Book Review: Tiny Pieces of Us by Nicky Pellegrino

Tiny Pieces of Us…

About the Book:

From bestselling author Nicky Pellegrino comes a magnificent novel about the unexpected ways in which our lives weave and tangle, and the bravery we find in the most difficult circumstances.

‘My heart is less than one per cent of my body, it weighs hardly anything; it’s only a tiny piece of me, yet it’s the part everyone finds most interesting. . .’

Vivi Palmer knows what it’s like to live life carefully. Born with a heart defect, she was given a second chance after a transplant, but has never quite dared to make the most of it. Until she comes face-to-face with her donor’s mother, Grace, who wants something in return for Vivi’s new heart: her help to find all the other people who have tiny pieces of her son.
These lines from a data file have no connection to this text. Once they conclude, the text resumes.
const SECS_PER_MINUTE: u64 = 60;
const SECS_PER_HOUR: u64 = 3600;

/// Renders elapsed milliseconds as `MM:SS`, or `HH:MM:SS` once an hour has
/// passed. The sub-second remainder is truncated.
pub fn format_elapsed(ms: u64) -> String {
    let seconds = ms / 1000;
    let hours = seconds / SECS_PER_HOUR;
    let minutes = seconds % SECS_PER_HOUR / SECS_PER_MINUTE;
    let secs = seconds % SECS_PER_MINUTE;

    if hours > 0 {
        format!("{hours:02}:{minutes:02}:{secs:02}")
    } else {
        format!("{minutes:02}:{secs:02}")
    }
}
Reluctantly drawn into Grace’s mission, Vivi’s journalist training takes over as one by one she tracks down a small group of strangers. As their lives intertwine Vivi finds herself with a new kind of family, and by finding out more about all the pieces that make up the many parts of her, Vivi might just discover a whole new world waiting for her…


My Thoughts:

This was such a lovely novel. Truly heartfelt and deeply affecting. I’ve never read such a multifaceted account of organ donation before and I appreciated the many views and perspectives, giving me so much to think on that I never would have thought on before.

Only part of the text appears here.